Musanze, Rwanda – On June 21st, 2017 the Minister of Infrastructure James Musoni, U.S. Ambassador to Rwanda Erica Barks-Ruggles, German Ambassador to Rwanda Dr. Peter Woeste and other project partners visited and celebrated the construction of the Rwaza I hydropower plant in Northern Rwanda.
The hydropower plant was developed in part thanks to a grant provided by the United States Government’s Power Africa initiative. When completed, the hydropower plant will provide reliable, affordable electricity into the Rwandan national grid. The project will produce approximately 20 Gigawatt hours of electricity each year, which is equivalent to the electricity consumption of approximately 20,000 Rwandan households.
The hydropower plant is expected to provide approximately 2 percent of the total electricity produced in the country, and will stabilize the local grid—improving power supply to local business and industries.
“American companies are at the forefront of helping Rwanda meet its energy needs and are driving investment in all energy sectors, including methane gas, off grid solar, and the mini-hydro sector,” said Ambassador Barks-Ruggles. “I am excited about the progress we have made over the past couple of years and the potential for further U.S. investment and engagement through the Power Africa initiative to help Rwanda meet its energy needs.”
“The Power Plant we are launching today might be small in size, but we have no doubt that even the 2.6 MW to be produced at Rwaza-Muko HydroPower Plant will greatly contribute to our bold vision. This project could not have come at a more opportune time, as we project our energy demand to soar from the current 208 MW installed capacity to a projected 570 MW by June 2024,” said Minister James Musoni.
“Together, we have reached an important milestone in the development and implementation of this project,” said Chad Bannick, CEO of DC HydroPower. “As developers and investors in the energy sector, we are thankful to be part of Rwanda’s initiative to reduce greenhouse gasses and provide clean, renewable energy to the people of Rwanda.”
Power Africa Coordinator Andrew Herscowitz congratulated the groundbreaking of the project by stating, “This deal shows how the private sector and government can work together in Rwanda to get a deal across the finish line. The Rwaza 1 Hydropower Plant is another example of how the private sector can drive power generation and development throughout Africa.”
The construction of this new hydropower plant directly supports the Rwandan Government’s goal of providing 70 percent of its population with access to electricity by 2018. They also advance the objectives of Power Africa (U.S. Government-led electricity access initiative) and KfW (Germany’s government-owned development bank) in addressing one of the most pressing challenges to sustainable economic growth and development in sub-Saharan Africa – access to reliable, affordable and sustainable electricity.

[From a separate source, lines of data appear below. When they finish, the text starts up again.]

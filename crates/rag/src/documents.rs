//! Converters from domain records to embeddable documents.
//!
//! Each converter builds a rich text content blob for embedding plus a
//! flat metadata map for display and filtering.

use crate::types::Document;
use std::collections::HashMap;

/// Track information for indexing.
#[derive(Debug, Clone, Default)]
pub struct TrackData {
    pub id: String,
    pub name: String,
    pub artists: Vec<String>,
    pub album: String,
    pub genres: Vec<String>,
    /// Duration in milliseconds
    pub duration_ms: u64,
}

/// Artist information for indexing.
#[derive(Debug, Clone, Default)]
pub struct ArtistData {
    pub id: String,
    pub name: String,
    pub genres: Vec<String>,
}

/// Playlist information for indexing.
#[derive(Debug, Clone, Default)]
pub struct PlaylistData {
    pub id: String,
    pub name: String,
    pub description: String,
    pub owner: String,
    pub track_count: u64,
    pub track_names: Vec<String>,
}

impl From<TrackData> for Document {
    fn from(track: TrackData) -> Self {
        let artists = track.artists.join(", ");
        let genres = track.genres.join(", ");

        let mut content = format!("{} by {}", track.name, artists);
        if !track.album.is_empty() {
            content.push_str(&format!(" from album {}", track.album));
        }
        if !genres.is_empty() {
            content.push_str(&format!(". Genres: {}", genres));
        }

        Document {
            id: format!("track:{}", track.id),
            doc_type: "track".to_string(),
            content,
            metadata: HashMap::from([
                ("id".to_string(), track.id),
                ("name".to_string(), track.name),
                ("artists".to_string(), artists),
                ("album".to_string(), track.album),
                ("genres".to_string(), genres),
            ]),
            embedding: None,
        }
    }
}

impl From<ArtistData> for Document {
    fn from(artist: ArtistData) -> Self {
        let genres = artist.genres.join(", ");

        let mut content = artist.name.clone();
        if !genres.is_empty() {
            content.push_str(&format!(". Genres: {}", genres));
        }

        Document {
            id: format!("artist:{}", artist.id),
            doc_type: "artist".to_string(),
            content,
            metadata: HashMap::from([
                ("id".to_string(), artist.id),
                ("name".to_string(), artist.name),
                ("genres".to_string(), genres),
            ]),
            embedding: None,
        }
    }
}

impl From<PlaylistData> for Document {
    fn from(playlist: PlaylistData) -> Self {
        let mut content = format!("Playlist: {}", playlist.name);
        if !playlist.description.is_empty() {
            content.push_str(&format!(". {}", playlist.description));
        }
        if !playlist.track_names.is_empty() {
            // Include the first few track names for context
            let sample: Vec<&str> = playlist
                .track_names
                .iter()
                .take(10)
                .map(String::as_str)
                .collect();
            content.push_str(&format!(". Contains tracks like: {}", sample.join(", ")));
        }

        Document {
            id: format!("playlist:{}", playlist.id),
            doc_type: "playlist".to_string(),
            content,
            metadata: HashMap::from([
                ("id".to_string(), playlist.id),
                ("name".to_string(), playlist.name),
                ("description".to_string(), playlist.description),
                ("owner".to_string(), playlist.owner),
                ("track_count".to_string(), playlist.track_count.to_string()),
            ]),
            embedding: None,
        }
    }
}
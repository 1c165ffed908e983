//! Embedding provider implementations.

pub mod mock;
pub mod ollama;
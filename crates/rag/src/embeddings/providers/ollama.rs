//! Ollama embedding provider.
//!
//! Generates semantic embeddings via Ollama's local API using models like
//! nomic-embed-text. Local-first: no API costs, no data leaves the machine.

use crate::embeddings::config::EmbeddingConfig;
use crate::embeddings::provider::EmbeddingProvider;
use async_trait::async_trait;
use melos_core::{AppError, AppResult};
use reqwest::Client;
use serde::{Deserialize, Serialize};
use std::time::Duration;
use tracing::{debug, warn};

/// Ollama API endpoint for embeddings
const DEFAULT_OLLAMA_URL: &str = "http://localhost:11434";
const EMBEDDING_ENDPOINT: &str = "/api/embeddings";

/// Maximum retry attempts for failed requests
const MAX_RETRIES: u32 = 3;

/// Initial backoff duration in milliseconds
const INITIAL_BACKOFF_MS: u64 = 100;

/// Request timeout in seconds
const REQUEST_TIMEOUT_SECS: u64 = 30;

/// Ollama embedding provider using the local API.
#[derive(Debug, Clone)]
pub struct OllamaProvider {
    /// HTTP client for API requests
    client: Client,
    /// Ollama API base URL
    base_url: String,
    /// Model name (e.g., "nomic-embed-text")
    model: String,
    /// Expected embedding dimensions; 0 disables the check
    dimensions: usize,
}

/// Request payload for the Ollama embeddings API.
#[derive(Debug, Serialize)]
struct EmbeddingRequest {
    model: String,
    prompt: String,
}

/// Response from the Ollama embeddings API.
#[derive(Debug, Deserialize)]
struct EmbeddingResponse {
    embedding: Vec<f64>,
}

/// Error response from the Ollama API.
#[derive(Debug, Deserialize)]
struct ErrorResponse {
    error: String,
}

impl OllamaProvider {
    /// Create a new Ollama provider with the given configuration.
    ///
    /// The base URL is taken from the config endpoint, then the
    /// `OLLAMA_URL` environment variable, then the localhost default.
    pub fn new(config: EmbeddingConfig) -> AppResult<Self> {
        let client = Client::builder()
            .timeout(Duration::from_secs(REQUEST_TIMEOUT_SECS))
            .build()
            .map_err(|e| {
                AppError::Embedding(format!("Failed to create HTTP client for Ollama: {}", e))
            })?;

        let base_url = config
            .endpoint
            .or_else(|| std::env::var("OLLAMA_URL").ok())
            .unwrap_or_else(|| DEFAULT_OLLAMA_URL.to_string());

        Ok(Self {
            client,
            base_url,
            model: config.model,
            dimensions: config.dimensions,
        })
    }

    /// Embed a single text with retry and exponential backoff.
    async fn embed_with_retries(&self, text: &str, retries: u32) -> AppResult<Vec<f64>> {
        let mut attempt = 0;
        let mut last_error = None;

        while attempt < retries {
            match self.embed_single(text).await {
                Ok(embedding) => return Ok(embedding),
                Err(e) => {
                    attempt += 1;
                    last_error = Some(e);

                    if attempt < retries {
                        let backoff_ms = INITIAL_BACKOFF_MS * 2_u64.pow(attempt);
                        warn!(
                            "Embedding failed (attempt {}/{}), retrying in {}ms",
                            attempt, retries, backoff_ms
                        );
                        tokio::time::sleep(Duration::from_millis(backoff_ms)).await;
                    }
                }
            }
        }

        Err(last_error
            .unwrap_or_else(|| AppError::Embedding("Unknown embedding error".to_string())))
    }

    /// Embed a single text (no retries).
    async fn embed_single(&self, text: &str) -> AppResult<Vec<f64>> {
        let url = format!("{}{}", self.base_url, EMBEDDING_ENDPOINT);

        let request = EmbeddingRequest {
            model: self.model.clone(),
            prompt: text.to_string(),
        };

        debug!("Sending embedding request to {}", url);

        let response = self
            .client
            .post(&url)
            .json(&request)
            .send()
            .await
            .map_err(|e| AppError::Embedding(format!("Failed to send request to Ollama: {}", e)))?;

        let status = response.status();

        if !status.is_success() {
            let error_text = response
                .text()
                .await
                .unwrap_or_else(|_| "Unknown error".to_string());

            if let Ok(error_response) = serde_json::from_str::<ErrorResponse>(&error_text) {
                return Err(AppError::Embedding(format!(
                    "Ollama API error ({}): {}",
                    status, error_response.error
                )));
            }

            return Err(AppError::Embedding(format!(
                "Ollama API error ({}): {}",
                status, error_text
            )));
        }

        let response_body: EmbeddingResponse = response
            .json()
            .await
            .map_err(|e| AppError::Embedding(format!("Failed to parse Ollama response: {}", e)))?;

        if self.dimensions > 0 && response_body.embedding.len() != self.dimensions {
            return Err(AppError::Embedding(format!(
                "Unexpected embedding dimensions: got {}, expected {}",
                response_body.embedding.len(),
                self.dimensions
            )));
        }

        debug!(
            "Generated {}-dimensional embedding",
            response_body.embedding.len()
        );

        Ok(response_body.embedding)
    }
}

#[async_trait]
impl EmbeddingProvider for OllamaProvider {
    fn provider_name(&self) -> &str {
        "ollama"
    }

    fn model_name(&self) -> &str {
        &self.model
    }

    fn dimensions(&self) -> usize {
        self.dimensions
    }

    async fn embed(&self, text: &str) -> AppResult<Vec<f64>> {
        if text.trim().is_empty() {
            return Err(AppError::Embedding("Cannot embed empty text".to_string()));
        }

        self.embed_with_retries(text, MAX_RETRIES).await
    }
}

“Rwanda needs more energy. And Germany believes in the future of clean and affordable energy. This project can be a perfect role model to link these needs and aspirations. As discussed at the G20 recently, we see the necessity to discuss innovative financing solutions. This project would fit perfectly into the new development approach. The German government’s bank, KfW, established “rAREH”, an investment fund to develop and operate renewable energy projects in Sub-Saharan Africa. This fund is open for private investors to join us, to multiply funds,” said the German Ambassador to Rwanda Dr. Peter Woeste
Rwaza I am a 2.6 megawatt run-of-the-river hydropower plant located in the Rwaza Sector on the Mukungwa River, in Musanze District. The firm DC HydroPower identified and developed the project through the feasibility stage and the signing of a power purchase agreement with the Rwanda Energy Group. The firms Frontier Energy and ResponsAbility Renewable Energy Holding joined DC HydroPower as investment partners during the final stages of development.
Construction of the plant began in January 2017 and is expected to last 18 months, after which the plant will be operational. Rwaza 1, along with the nearby 4 megawatt Nyundo hydropower plant, received assistance from U.S. Trade and Development Agency (USTDA) —a Power Africa partner agency—during the development phase to complete the feasibility study. The Nyundo project is being developed by Amahoro Energy, a Rwandan company with US investors formed to electrify the Shyira Hospital, which serves more than 300,000 people, and is expected to commence construction on October 2017 and reach commercial operations by December 2018.